In planetary defence, the most important missions are often conceived before there is any emergency. That is why the new ESA-JAXA alliance around Ramses matters. On 7 May 2026, the two agencies signed both a broader memorandum on planetary defence and a dedicated cooperation agreement for Ramses, the Rapid Apophis Mission for Space Safety. ESA says the mission is on track for a 2028 launch, while JAXA has confirmed that Japan will provide lightweight solar array wings, a thermal infrared imager, and the H3 launch vehicle, making Ramses a truly joint mission rather than a merely diplomatic gesture. (esa.int)
The target is 99942 Apophis, a near-Earth asteroid about 375 meters across. On 13 April 2029, it will pass safely within roughly 32,000 kilometers of Earth’s surface, closer than geostationary orbit. NASA emphasizes that Apophis poses no immediate danger, but the encounter is exceptionally rare and scientifically invaluable. Earth’s gravity is expected to pull, twist, and stress the asteroid, altering its orbit and spin and perhaps disturbing its surface. For researchers, this is a natural experiment that cannot be staged in a laboratory. (esa.int)

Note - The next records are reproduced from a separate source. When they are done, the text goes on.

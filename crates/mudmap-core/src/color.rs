//! Color handling for MudMap diagrams
//!
//! This module provides the [`Color`] type which wraps the `DynamicColor` type
//! from the color crate. Layer colors are parsed from CSS color strings, so
//! the `hsl(...)` strings produced by the palettes and any color a user
//! writes into a tower document go through the same path.

use std::str::FromStr;

use color::DynamicColor;

/// Opacity applied to a layer's base color for its fill.
///
/// Border strokes use the base color unchanged.
pub const FILL_ALPHA: f32 = 0.7;

/// Wrapper around the `DynamicColor` type from the color crate
#[derive(Clone, Copy, PartialEq, Debug)]
pub struct Color {
    color: DynamicColor,
}

impl Color {
    /// Create a new `Color` from a string
    /// This will parse CSS color strings such as "#ff0000", "hsl(120, 70%, 50%)", "red", etc.
    ///
    /// # Examples
    ///
    /// ```
    /// use mudmap_core::color::Color;
    ///
    /// let red = Color::new("#ff0000").unwrap();
    /// let teal = Color::new("hsl(180, 70%, 50%)").unwrap();
    /// ```
    pub fn new(color_str: &str) -> Result<Self, String> {
        match DynamicColor::from_str(color_str) {
            Ok(color) => Ok(Self { color }),
            Err(err) => Err(format!("invalid color `{color_str}`: {err}")),
        }
    }

    /// Creates a color from a hue in degrees with the saturation and
    /// lightness used for layer colors (70%, 50%).
    ///
    /// Hues outside `0..360` wrap around.
    ///
    /// # Examples
    ///
    /// ```
    /// use mudmap_core::color::Color;
    ///
    /// let a = Color::from_hue(30.0);
    /// let b = Color::from_hue(390.0);
    /// assert_eq!(a, b);
    /// ```
    pub fn from_hue(hue: f32) -> Self {
        let hue = if hue.is_finite() {
            hue.rem_euclid(360.0)
        } else {
            0.0
        };
        // Rounded to keep wrapped hues identical after the modulo.
        let hue = (hue * 1000.0).round() / 1000.0;
        Self::new(&format!("hsl({hue}, 70%, 50%)")).unwrap_or_default()
    }

    /// Creates a new color with the specified alpha (transparency) value.
    ///
    /// # Examples
    ///
    /// ```
    /// use mudmap_core::color::Color;
    ///
    /// let red = Color::new("red").unwrap();
    /// let semi_transparent_red = red.with_alpha(0.5);
    /// assert_eq!(semi_transparent_red.alpha(), 0.5);
    /// ```
    pub fn with_alpha(self, alpha: f32) -> Self {
        Color {
            color: self.color.with_alpha(alpha),
        }
    }

    /// Returns the fill variant of this color, at [`FILL_ALPHA`] opacity.
    pub fn to_fill(self) -> Self {
        self.with_alpha(FILL_ALPHA)
    }

    /// Returns the alpha (transparency) component of this color, between
    /// 0.0 (fully transparent) and 1.0 (fully opaque).
    pub fn alpha(&self) -> f32 {
        self.color.components[3]
    }
}

impl Default for Color {
    fn default() -> Self {
        Self::new("black").expect("'black' is a valid CSS color")
    }
}

impl std::fmt::Display for Color {
    fn fmt(&self, f: &mut std::fmt::Formatter<'_>) -> std::fmt::Result {
        write!(f, "{}", self.color)
    }
}

impl From<&Color> for svg::node::Value {
    fn from(color: &Color) -> Self {
        Self::from(color.to_string())
    }
}

#[cfg(test)]
mod tests {
    use super::*;

    #[test]
    fn test_color_new() {
        let red = Color::new("#ff0000");
        assert!(red.is_ok());

        let hsl = Color::new("hsl(210, 70%, 50%)");
        assert!(hsl.is_ok());

        let invalid = Color::new("not-a-color");
        assert!(invalid.is_err());
    }

    #[test]
    fn test_color_default() {
        let color = Color::default();
        assert_eq!(color.to_string(), "black");
    }

    #[test]
    fn test_color_from_hue_wraps() {
        assert_eq!(Color::from_hue(10.0), Color::from_hue(370.0));
        assert_eq!(Color::from_hue(-90.0), Color::from_hue(270.0));
        assert_ne!(Color::from_hue(10.0), Color::from_hue(200.0));
    }

    #[test]
    fn test_color_from_hue_non_finite() {
        assert_eq!(Color::from_hue(f32::NAN), Color::from_hue(0.0));
    }

    #[test]
    fn test_color_to_fill() {
        let color = Color::new("blue").unwrap();
        assert!((color.alpha() - 1.0).abs() < 0.001);

        let fill = color.to_fill();
        assert!((fill.alpha() - FILL_ALPHA).abs() < 0.001);
    }

    #[test]
    fn test_color_display() {
        let color = Color::new("blue").unwrap();
        let display = format!("{}", color);
        assert!(!display.is_empty());
    }
}
//! Layer-based rendering system for SVG output.
//!
//! SVG has no z-index: later elements paint over earlier ones. Renderers
//! therefore tag every node with a [`RenderLayer`] and let
//! [`LayeredOutput`] emit them bottom to top.
//!
//! # Example
//!
//! ```
//! # use mudmap_core::draw::{RenderLayer, LayeredOutput};
//! # use svg::node::element::Rectangle;
//!
//! let mut output = LayeredOutput::new();
//!
//! // An excess layer added before the grid still renders above it
//! output.add_to_layer(RenderLayer::Excess, Box::new(Rectangle::new()));
//! output.add_to_layer(RenderLayer::Grid, Box::new(Rectangle::new()));
//!
//! let svg_nodes = output.render();
//! assert_eq!(svg_nodes.len(), 2);
//! ```

use svg::node::element as svg_element;

/// Type alias for boxed SVG nodes.
pub type SvgNode = Box<dyn svg::Node>;

/// Defines the rendering layers for SVG output.
///
/// Layers are rendered from bottom to top in the order defined by variant declaration.
/// The `Ord` derive uses declaration order, so the first variant renders first (bottom),
/// and the last variant renders last (top).
#[derive(Debug, Clone, Copy, PartialEq, Eq, Hash, PartialOrd, Ord)]
pub enum RenderLayer {
    /// Background fill and plot frame - renders first
    Background,
    /// Grid lines at the quarter marks
    Grid,
    /// Ground-up coverage rectangles (quota share and primary)
    Coverage,
    /// Excess-of-loss rectangles, stacked above the coverage they sit on
    Excess,
    /// Text labels inside rectangles
    Label,
    /// Axis labels, summary and warnings
    Annotation,
}

impl RenderLayer {
    /// Returns a human-readable name for this layer.
    pub fn name(&self) -> &'static str {
        match self {
            Self::Background => "background",
            Self::Grid => "grid",
            Self::Coverage => "coverage",
            Self::Excess => "excess",
            Self::Label => "label",
            Self::Annotation => "annotation",
        }
    }
}

/// Represents SVG nodes grouped by rendering layer.
///
/// Nodes are collected in any order. When rendered, they are emitted in
/// layer order (bottom to top); within a layer, insertion order is kept.
#[derive(Debug, Default)]
pub struct LayeredOutput {
    items: Vec<(RenderLayer, SvgNode)>,
}

impl LayeredOutput {
    /// Creates a new empty `LayeredOutput`.
    pub fn new() -> Self {
        Self::default()
    }

    /// Adds a single node to the specified layer.
    pub fn add_to_layer(&mut self, layer: RenderLayer, node: SvgNode) {
        self.items.push((layer, node));
    }

    /// Merges all layers from another `LayeredOutput` into this one.
    ///
    /// Nodes from the other output are appended to existing layers in this output.
    pub fn merge(&mut self, other: LayeredOutput) {
        self.items.extend(other.items);
    }

    /// Returns `true` if there are no nodes in any layer.
    pub fn is_empty(&self) -> bool {
        self.items.is_empty()
    }

    /// Renders all layers to SVG groups, consuming the output.
    ///
    /// Each non-empty layer becomes an SVG `<g>` element with a `data-layer`
    /// attribute identifying the layer. Empty layers are skipped.
    pub fn render(mut self) -> Vec<SvgNode> {
        if self.is_empty() {
            return Vec::new();
        }

        // Stable sort keeps insertion order within a layer
        self.items.sort_by_key(|(layer, _)| *layer);

        let mut result = Vec::new();
        let mut current_layer = self.items[0].0;
        let mut current_group = svg_element::Group::new().set("data-layer", current_layer.name());

        for (layer, node) in self.items {
            if layer != current_layer {
                result.push(Box::new(current_group) as SvgNode);

                current_layer = layer;
                current_group = svg_element::Group::new().set("data-layer", layer.name());
            }

            current_group = current_group.add(node);
        }

        result.push(Box::new(current_group) as SvgNode);

        result
    }
}

#[cfg(test)]
mod tests {
    use super::*;
    use svg::node::element::Rectangle;

    fn rendered_layer_names(output: LayeredOutput) -> Vec<String> {
        let doc = output
            .render()
            .into_iter()
            .fold(svg::Document::new(), |doc, node| doc.add(node));
        let text = doc.to_string();

        let mut names = Vec::new();
        let mut rest = text.as_str();
        while let Some(start) = rest.find("data-layer=\"") {
            rest = &rest[start + "data-layer=\"".len()..];
            let end = rest.find('"').unwrap();
            names.push(rest[..end].to_string());
            rest = &rest[end..];
        }
        names
    }

    #[test]
    fn test_layered_output_new() {
        let output = LayeredOutput::new();
        assert!(output.is_empty());
        assert!(output.render().is_empty());
    }

    #[test]
    fn test_layered_output_add_to_layer() {
        let mut output = LayeredOutput::new();
        output.add_to_layer(RenderLayer::Coverage, Box::new(Rectangle::new()));
        assert!(!output.is_empty());
    }

    #[test]
    fn test_layered_output_orders_bottom_to_top() {
        let mut output = LayeredOutput::new();
        output.add_to_layer(RenderLayer::Label, Box::new(Rectangle::new()));
        output.add_to_layer(RenderLayer::Excess, Box::new(Rectangle::new()));
        output.add_to_layer(RenderLayer::Coverage, Box::new(Rectangle::new()));
        output.add_to_layer(RenderLayer::Background, Box::new(Rectangle::new()));

        assert_eq!(
            rendered_layer_names(output),
            ["background", "coverage", "excess", "label"]
        );
    }

    #[test]
    fn test_layered_output_merge_same_layer() {
        let mut output1 = LayeredOutput::new();
        output1.add_to_layer(RenderLayer::Coverage, Box::new(Rectangle::new()));

        let mut output2 = LayeredOutput::new();
        output2.add_to_layer(RenderLayer::Coverage, Box::new(Rectangle::new()));

        output1.merge(output2);

        let nodes = output1.render();
        assert_eq!(nodes.len(), 1);
    }

    #[test]
    fn test_layered_output_merge_different_layers() {
        let mut output1 = LayeredOutput::new();
        output1.add_to_layer(RenderLayer::Coverage, Box::new(Rectangle::new()));

        let mut output2 = LayeredOutput::new();
        output2.add_to_layer(RenderLayer::Annotation, Box::new(Rectangle::new()));

        output1.merge(output2);
        assert_eq!(output1.render().len(), 2);
    }
}
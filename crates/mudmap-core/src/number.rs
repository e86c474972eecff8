//! Lenient numeric coercion for user-entered text.
//!
//! Layer fields are edited live, so they routinely hold incomplete or
//! malformed text (`""`, `"1e"`, `"abc"`, `"12abc"`). Nothing in the layout
//! pipeline treats that as an error: every field is coerced with
//! [`parse_number`], which reads the longest leading decimal literal and
//! falls back to `0.0` when there is none.
//!
//! Currency fields may additionally carry thousands separators, which
//! [`parse_amount`] strips before coercing.

/// Parses the longest leading decimal literal of `text`.
///
/// Leading whitespace is skipped. The literal is an optional sign, digits
/// with an optional fractional part, and an optional exponent. Anything
/// after the literal is ignored. Returns `0.0` when no literal is present
/// or the value is not finite.
///
/// # Examples
///
/// ```
/// use mudmap_core::number::parse_number;
///
/// assert_eq!(parse_number("42"), 42.0);
/// assert_eq!(parse_number("  -1.5e2 "), -150.0);
/// assert_eq!(parse_number("12abc"), 12.0);
/// assert_eq!(parse_number("abc"), 0.0);
/// assert_eq!(parse_number(""), 0.0);
/// ```
pub fn parse_number(text: &str) -> f64 {
    let text = text.trim_start();
    let literal = &text[..leading_literal_len(text)];
    match literal.parse::<f64>() {
        Ok(value) if value.is_finite() => value,
        _ => 0.0,
    }
}

/// Parses a currency amount, stripping thousands separators first.
///
/// # Examples
///
/// ```
/// use mudmap_core::number::parse_amount;
///
/// assert_eq!(parse_amount("3,000,000"), 3_000_000.0);
/// assert_eq!(parse_amount("1,5"), 15.0);
/// ```
pub fn parse_amount(text: &str) -> f64 {
    if text.contains(',') {
        parse_number(&text.replace(',', ""))
    } else {
        parse_number(text)
    }
}

/// Parses the leading literal, returning `None` instead of `0.0` when the
/// text holds no number at all.
///
/// Used where a missing value must stay distinguishable from zero, such as
/// tabular exports.
pub fn try_parse_number(text: &str) -> Option<f64> {
    let text = text.trim_start();
    let len = leading_literal_len(text);
    if len == 0 {
        return None;
    }
    text[..len].parse::<f64>().ok().filter(|value| value.is_finite())
}

/// Returns the byte length of the decimal literal at the start of `text`.
///
/// A literal needs at least one mantissa digit. An exponent marker is only
/// consumed when digits follow it, so `"1e"` yields `"1"`.
fn leading_literal_len(text: &str) -> usize {
    let bytes = text.as_bytes();
    let mut pos = 0;

    if matches!(bytes.first(), Some(b'+' | b'-')) {
        pos += 1;
    }

    let int_start = pos;
    while bytes.get(pos).is_some_and(u8::is_ascii_digit) {
        pos += 1;
    }
    let mut mantissa_digits = pos - int_start;

    if bytes.get(pos) == Some(&b'.') {
        let frac_start = pos + 1;
        let mut frac_end = frac_start;
        while bytes.get(frac_end).is_some_and(u8::is_ascii_digit) {
            frac_end += 1;
        }
        let frac_digits = frac_end - frac_start;
        if mantissa_digits + frac_digits > 0 {
            pos = frac_end;
            mantissa_digits += frac_digits;
        }
    }

    if mantissa_digits == 0 {
        return 0;
    }

    if matches!(bytes.get(pos), Some(b'e' | b'E')) {
        let mut exp_pos = pos + 1;
        if matches!(bytes.get(exp_pos), Some(b'+' | b'-')) {
            exp_pos += 1;
        }
        let exp_start = exp_pos;
        while bytes.get(exp_pos).is_some_and(u8::is_ascii_digit) {
            exp_pos += 1;
        }
        if exp_pos > exp_start {
            pos = exp_pos;
        }
    }

    pos
}
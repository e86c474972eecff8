//! Drawing support shared by the renderers.
//!
//! Rendering is done in the `mudmap` crate; this module only provides the
//! z-ordering primitives ([`RenderLayer`], [`LayeredOutput`]) so that
//! placements emitted in layout order still stack correctly in the SVG.

mod layer;

pub use layer::{LayeredOutput, RenderLayer, SvgNode};
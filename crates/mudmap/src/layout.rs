//! Tower layout engine.
//!
//! Converts an unordered layer collection into non-overlapping placements
//! in percent space. The pass runs in three stages:
//!
//! 1. **Partition** layers by [`LayerType`].
//! 2. **Order** each group by ascending premium (stable).
//! 3. **Place** quota shares left to right, then primaries, each primary
//!    immediately followed by the excess layer attached at its limit.
//!
//! Both entry points are pure. Malformed fields coerce to zero and layers
//! that cannot be drawn are skipped, so a half-edited tower always lays out.

use std::cmp::Ordering;

use log::{debug, trace};

use mudmap_core::{
    geometry::PercentRect,
    layer::{EXCESS_Z_INDEX, Layer, LayerElement, LayerType},
    number::parse_amount,
};

/// Layers partitioned by type, each group sorted by ascending premium.
#[derive(Debug, Clone, Default, PartialEq)]
pub struct LayerGroups<'a> {
    /// Quota-share layers in placement order.
    pub quota_share: Vec<&'a Layer>,
    /// Primary layers in placement order.
    pub primary: Vec<&'a Layer>,
    /// Excess-of-loss layers in pairing order.
    pub xol: Vec<&'a Layer>,
    /// Sum of the quota-share layers' shares.
    ///
    /// Informational; placement does not depend on it.
    pub quota_share_width: f64,
}

/// Partitions `layers` by type and orders each group by premium.
///
/// Non-numeric premiums sort as zero. Layers with equal premiums keep
/// their relative input order.
pub fn compute_groups(layers: &[Layer]) -> LayerGroups<'_> {
    let mut groups = LayerGroups::default();

    for layer in layers {
        match layer.layer_type() {
            LayerType::QuotaShare => groups.quota_share.push(layer),
            LayerType::Primary => groups.primary.push(layer),
            LayerType::Xol => groups.xol.push(layer),
        }
    }

    // `sort_by` is stable
    for group in [
        &mut groups.quota_share,
        &mut groups.primary,
        &mut groups.xol,
    ] {
        group.sort_by(|a, b| by_premium(a, b));
    }

    groups.quota_share_width = groups.quota_share.iter().map(|layer| layer.share()).sum();

    trace!(
        quota_share = groups.quota_share.len(),
        primary = groups.primary.len(),
        xol = groups.xol.len(),
        quota_share_width = groups.quota_share_width;
        "Layer groups computed"
    );

    groups
}

fn by_premium(a: &Layer, b: &Layer) -> Ordering {
    a.premium()
        .partial_cmp(&b.premium())
        .unwrap_or(Ordering::Equal)
}

/// Lays out `layers` against a total policy limit given as text.
///
/// The limit may carry thousands separators. See
/// [`render_layers_with_limit`] for the placement rules.
pub fn render_layers(layers: &[Layer], total_limit: &str) -> Vec<LayerElement> {
    render_layers_with_limit(layers, parse_amount(total_limit))
}

/// Lays out `layers` against a numeric total policy limit.
///
/// A quota-share or primary layer is placed when its limit, its share and
/// the total limit are all positive and the total limit is finite; it spans `share`% horizontally from
/// the running offset and `limit / total_limit` vertically from the floor.
/// The offset advances by `share` for every placed layer and never for a
/// skipped one.
///
/// After each placed primary, the first excess layer (in premium order)
/// whose attachment equals the primary's limit is placed in the same
/// horizontal band, starting at its attachment. Each primary pairs with at
/// most one excess layer and excess layers are never placed on their own.
///
/// # Examples
///
/// ```
/// use mudmap::{
///     color::Color,
///     layer::{Layer, LayerId, LayerType},
///     layout::render_layers_with_limit,
/// };
///
/// let color = Color::default();
/// let layers = [
///     Layer::new(LayerId(1), LayerType::Primary, color)
///         .with_limit("1000000")
///         .with_share("50"),
///     Layer::new(LayerId(2), LayerType::Xol, color)
///         .with_limit("2000000")
///         .with_attachment("1000000")
///         .with_share("50"),
/// ];
///
/// let elements = render_layers_with_limit(&layers, 3_000_000.0);
/// assert_eq!(elements.len(), 2);
/// assert_eq!(elements[1].key(), "x-2");
/// assert_eq!(elements[1].rect().left(), 0.0);
/// ```
pub fn render_layers_with_limit(layers: &[Layer], total_limit: f64) -> Vec<LayerElement> {
    let groups = compute_groups(layers);
    let mut elements = Vec::with_capacity(layers.len());

    if !(total_limit.is_finite() && total_limit > 0.0) {
        debug!(total_limit; "Total limit is not a positive amount, nothing to place");
        return elements;
    }

    let to_percent = |amount: f64| amount / total_limit * 100.0;
    let mut current_position = 0.0;

    for layer in &groups.quota_share {
        let limit = layer.limit();
        let share = layer.share();

        if limit <= 0.0 || share <= 0.0 {
            trace!(key = layer.placement_key(); "Skipping quota share without limit or share");
            continue;
        }

        let rect = PercentRect::new(current_position, 0.0, share, to_percent(limit));
        elements.push(LayerElement::new(layer, rect));
        current_position += share;
    }

    for primary in &groups.primary {
        let primary_limit = primary.limit();
        let primary_share = primary.share();

        if primary_limit <= 0.0 || primary_share <= 0.0 {
            trace!(key = primary.placement_key(); "Skipping primary without limit or share");
            continue;
        }

        let rect = PercentRect::new(current_position, 0.0, primary_share, to_percent(primary_limit));
        elements.push(LayerElement::new(primary, rect));

        if let Some(xol) = groups
            .xol
            .iter()
            .find(|xol| xol.attachment() == primary_limit)
        {
            let xol_limit = xol.limit();
            let xol_share = xol.share();
            let attachment = xol.attachment();

            if xol_limit > 0.0 && xol_share > 0.0 && attachment > 0.0 {
                trace!(
                    primary = primary.placement_key(),
                    xol = xol.placement_key();
                    "Pairing excess layer with primary"
                );
                let rect = PercentRect::new(
                    current_position,
                    to_percent(attachment),
                    xol_share,
                    to_percent(xol_limit),
                );
                elements.push(LayerElement::new(xol, rect).with_z_index(EXCESS_Z_INDEX));
            } else {
                trace!(xol = xol.placement_key(); "Matched excess layer has no limit or share");
            }
        }

        current_position += primary_share;
    }

    debug!(
        layers = layers.len(),
        placed = elements.len(),
        width = current_position;
        "Tower layout computed"
    );

    elements
}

Ramses is meant to witness that transformation from close range. ESA planning documents state that the spacecraft will study Apophis before, during, and after the flyby, measuring its orbit, rotation, surface changes, interior structure, and even any tiny dust particles released by tidal forces. This is why the mission matters beyond astronomy. If humanity ever needs to deflect a hazardous asteroid, scientists must first understand how such bodies respond to outside forces. Ramses turns Apophis from a spectacle into a full-scale rehearsal for future planetary defence. (nebula.esa.int)
The timing is symbolically perfect as well. The United Nations has designated 2029 the International Year of Asteroid Awareness and Planetary Defence, and Ramses gives that declaration practical meaning. NASA’s OSIRIS-APEX is expected to rendezvous with Apophis in June 2029, after the close approach, so the ESA-JAXA mission would fill the crucial pre-encounter gap. In that sense, Ramses may change more than our knowledge of one asteroid: it may redefine planetary defence as a discipline of international preparation rather than national reaction. (science.nasa.gov)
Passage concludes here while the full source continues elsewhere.